Brooklyn

As of Monday, December 27, the 7-day positivity rate for COVID-19 is 11.5% in Brooklyn, up from 6% one week ago.

Some neighborhoods in the borough are returning positive COVID-19 tests at rates far above the average, including Brownsville’s 11212 ZIP code where the 7-day positivity rate is 15.28%.

There have been 414,808 confirmed COVID-19 cases in Brooklyn and more than 11,000 deaths.

The new Omicron variant is spreading rapidly throughout the borough and city, leading to a number of disruptions across industries. The MTA has announced that trains will run less frequently than usual from Monday through Thursday because of the COVID surge and riders should expect to wait longer for a subway.

“Subway service is running on a normal schedule with some exceptions. The winter surge of the omicron variant is affecting businesses across New York City, and that includes the MTA,” NYC Transit Senior Vice President for Subways Demetrius Crichlow said in a statement Monday morning.

CityMD has temporarily closed 19 of its 150 locations in New York and New Jersey due to staffing shortages amidst the outbreak, the company announced; three of those locations are in Brooklyn.

A number of the borough’s hospitals are reaching capacity in their ICU wards as caseloads rise. Woodhull is reporting 103% capacity, up from 96% seven days ago; Interfaith Medical Center is at 97% up from 89%; NewYork-Presbyterian Brooklyn Methodist is at 89% up from 85%, Brookdale Hospital Medical Center is at 92% up from 89% and Kings County Hospital Center is at 83% up from 82%, according to The New York Times.

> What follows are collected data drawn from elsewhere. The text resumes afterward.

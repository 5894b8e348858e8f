use log::debug;
use serde_json::{Map, Value};
use skidmarks_core::{Sequence, auto_correlation, gap_test, serial_test, wald_wolfowitz};

use super::{TestKind, grade_from_p, read_sequence, verdict};

pub struct RunCommandConfig<'a> {
    pub kinds: &'a [TestKind],
    pub sequence: Option<&'a str>,
    pub item: Option<char>,
    pub json: bool,
    pub alpha: f64,
}

/// Run the selected tests and print them. Returns false if any test failed.
pub fn run(cfg: RunCommandConfig<'_>) -> bool {
    let seq = match read_sequence(cfg.sequence) {
        Ok(seq) => seq,
        Err(e) => {
            eprintln!("{e}");
            return false;
        }
    };
    debug!("running {} test(s) on {} symbols", cfg.kinds.len(), seq.len());

    let outcomes: Vec<(TestKind, Result<Value, String>)> = cfg
        .kinds
        .iter()
        .map(|&kind| (kind, execute(kind, &seq, cfg.item)))
        .collect();

    if cfg.json {
        print_json(&outcomes);
    } else {
        print_table(&outcomes, seq.len(), cfg.alpha);
    }
    outcomes.iter().all(|(_, outcome)| outcome.is_ok())
}

fn execute(kind: TestKind, seq: &Sequence<char>, item: Option<char>) -> Result<Value, String> {
    let value = match kind {
        TestKind::Runs => wald_wolfowitz(seq).map(serde_json::to_value),
        TestKind::Autocorr => auto_correlation(seq).map(serde_json::to_value),
        TestKind::Serial => serial_test(seq).map(serde_json::to_value),
        TestKind::Gap => gap_test(seq, item.as_ref()).map(serde_json::to_value),
    };
    match value {
        Ok(Ok(v)) => Ok(v),
        Ok(Err(e)) => Err(format!("serialization failed: {e}")),
        Err(e) => Err(e.to_string()),
    }
}

fn print_json(outcomes: &[(TestKind, Result<Value, String>)]) {
    let body = if let [(_, outcome)] = outcomes {
        entry(outcome)
    } else {
        let mut map = Map::new();
        for (kind, outcome) in outcomes {
            map.insert(kind.key().to_string(), entry(outcome));
        }
        Value::Object(map)
    };
    match serde_json::to_string_pretty(&body) {
        Ok(s) => println!("{s}"),
        Err(e) => eprintln!("Failed to serialize results: {e}"),
    }
}

fn entry(outcome: &Result<Value, String>) -> Value {
    match outcome {
        Ok(v) => v.clone(),
        Err(e) => serde_json::json!({ "error": e }),
    }
}

fn print_table(outcomes: &[(TestKind, Result<Value, String>)], len: usize, alpha: f64) {
    println!("Sequence of {len} symbols (alpha = {alpha})\n");
    println!(
        "{:<22} {:>10} {:>6}  {:<10}",
        "Test", "p", "Grade", "Verdict"
    );
    println!("{}", "-".repeat(52));

    for (kind, outcome) in outcomes {
        match outcome {
            Ok(v) => {
                let p = v.get("p").and_then(Value::as_f64).unwrap_or(f64::NAN);
                println!(
                    "{:<22} {:>10.6} {:>6}  {:<10}",
                    kind.title(),
                    p,
                    grade_from_p(p),
                    verdict(p, alpha)
                );
                println!("  {}", details(v));
            }
            Err(e) => {
                println!("{:<22} {:>10} {:>6}  error: {e}", kind.title(), "-", "-");
            }
        }
    }
}

/// `key=value` pairs for every field except `p`.
fn details(v: &Value) -> String {
    let Some(obj) = v.as_object() else {
        return String::new();
    };
    obj.iter()
        .filter(|(k, _)| k.as_str() != "p")
        .map(|(k, v)| match v {
            Value::Number(n) if n.is_f64() => format!("{k}={:.4}", n.as_f64().unwrap_or(f64::NAN)),
            Value::String(s) => format!("{k}='{s}'"),
            other => format!("{k}={other}"),
        })
        .collect::<Vec<_>>()
        .join(" ")
}

#[cfg(test)]
mod tests {
    use super::*;

    #[test]
    fn test_execute_reports_errors() {
        let seq = Sequence::from("1111");
        let err = execute(TestKind::Runs, &seq, None).unwrap_err();
        assert!(err.contains("both values"));
    }

    #[test]
    fn test_execute_gap_uses_item() {
        let seq = Sequence::from("101010111101000");
        let v = execute(TestKind::Gap, &seq, Some('0')).unwrap();
        assert_eq!(v["item"], "0");
    }

    #[test]
    fn test_details_skips_p() {
        let v = serde_json::json!({ "chi": 1.5, "p": 0.2, "item": "1" });
        let d = details(&v);
        assert!(d.contains("chi=1.5000"));
        assert!(d.contains("item='1'"));
        assert!(!d.contains("p="));
    }
}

The City is struggling to keep up with the demand for COVID-19 testing, but has promised increased capacity at current City-run sites, the establishment of new sites and through increased availability of at-home rapid result tests. To find a testing site near you, click here.

As of Dec. 26, 65% of eligible Brooklyn residents are fully vaccinated. To find a vaccination site near you, click here.

NYC

On Dec. 26 reported 19,268 new cases, up from 5,976 reported just seven days earlier. Daily positive cases have increased by 644% over the past two weeks, The New York Times reports.

Since the beginning of the pandemic, at least one in six New York City residents have been infected and to date, and to date December has been the month with the highest average cases in the city.

On Monday, the City’s private-sector vaccine mandate goes into effect, affecting about 184,000 businesses. The mandate will see private-sector employers requiring proof-of-vaccination documentation and follow-up for those who haven’t had a 2nd dose. Proof of full vaccination is also now required for customers age 12 and up for a range of indoor activities

The City announced last week that it would start giving $100 payments to people who receive their booster at a City-run site before Dec. 31, in an attempt to get more New Yorkers boosted.

Within 5 days of completing the booster dose, a virtual debit card will be sent to the email you provided when making an appointment or registering as a walk-up. If you do not have a valid email on file a physical card will be mailed to the mailing address on file.

New York State

As of December 26, the daily positivity average for New York State was 14.17% up from 6.88%, according to state data. 4,891 New Yorkers were hospitalized with COVID-19.

Governor Kathy Hochul said advised New Yorkers to “wear your mask, wash your hands, and if you haven’t yet, get vaccinated and boosted.”

“The vaccine is the best tool we have to keep ourselves and our loved ones safe as we head into the new year. Take advantage of having it readily available and get yours today.”

According to the CDC as of December 26, 69.4% of eligible New Yorkers are fully vaccinated. The state has partnered with local health departments and community partners to launch over 40 new pop-up vaccination sites across the state. Learn more and find a pop-up site

Now through January 15, businesses must require either proof of vaccination or mask-wearing indoors for everyone on their premises due to a statewide mandate. Find answers to frequently asked questions about the temporary requirement.   

Hochul said for those wondering how long to wait to get a COVID-19 vaccine after having the virus, the CDC advised that those who had recovered from their illness, met the criteria for discontinuing isolation and were without symptoms could be vaccinated.